D.C. Circuit Upholds Obama Board Decision Regarding Off-Duty Employees’ Right to Picket on Employer’s Property

The Board and courts have long held that under the test established in Republic Aviation,[1] there is a presumption that an employer cannot prohibit off-duty employees from soliciting support for the union or distributing union literature in nonworking areas on the employer’s property.  To overcome this presumption, the employer must show its prohibition is necessary to maintain discipline and production.

In Capital Medical Center,[2] employees of a hospital were picketing on a public sidewalk and, with the employer’s consent, handbilling on the hospital’s property. When a few employees began holding picket signs near the hospital’s entrance, the employer ordered them off the property and eventually called the police. The Obama Board held that the Republic Aviation framework applied to informational picketing activity, and held that the employer violated Section 8(a)(1) of the Act by ordering the stationary picketers off the hospital’s property. 

Recently, the U.S. Court of Appeals for the District of Columbia Circuit upheld the Board’s decision.[3]  This is the first time a federal court has held that the Board can apply the Republic Aviation framework to employee-picketing on the employer’s property. Thus, under current law, off-duty employees may engage in informational picketing on their employer’s property unless the employer shows it has a legitimate justification for banning such activity.
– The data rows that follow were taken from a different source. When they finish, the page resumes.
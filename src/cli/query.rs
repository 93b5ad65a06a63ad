//! Status overview command

use anyhow::Result;

use super::output::Output;
use crate::storage::Project;

/// Show task counts overview
pub fn status(output: &Output) -> Result<()> {
    let project = Project::open_current()?;
    let store = project.task_store()?;

    let counts = store.status_counts()?;

    if output.is_json() {
        output.data(&serde_json::json!({
            "tasks": {
                "total": counts.total(),
                "open": counts.open,
                "in_progress": counts.in_progress,
                "blocked": counts.blocked,
                "done": counts.done,
            },
        }));
    } else {
        println!("Project Status");
        println!("{}", "=".repeat(40));
        println!();
        println!("Tasks: {} total", counts.total());
        println!("  [ ] Open:        {}", counts.open);
        println!("  [~] In Progress: {}", counts.in_progress);
        println!("  [!] Blocked:     {}", counts.blocked);
        println!("  [x] Done:        {}", counts.done);
    }

    Ok(())
}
There are, however, important limitations to this holding. First, the Board and court both emphasized the non-disruptive and non-coercive nature of the picketing – specifically, there were only two to four employees picketing, and they did not chant, march, or obstruct people from leaving or entering the hospital.  Second, the Board and court made clear the Republic Aviation framework applies where the employer permits off-duty employees to come onto the premises for some purposes, but prohibits them from engaging in certain forms of Section 7 activity.  The Board applies a different test when the employer has a blanket prohibition against off-duty employees accessing company property.  Finally, the Republic Aviation framework only applies in cases involving off-duty employees. It does not apply to cases involving nonemployees, such as union organizers. 

[1]           Republic Aviation Corp. v. NLRB, 324 U.S. 793, 89 L. Ed. 1372 (1945).

[2]           Capital Medical Center, 364 NLRB No. 69, 207 LRRM (BNA) 1426 (Aug. 12, 2016).

[3]           Capital Medical Center v. NLRB, 909 F.3d 427, 211 LRRM (BNA) 3420 (D.C. Cir. 2018).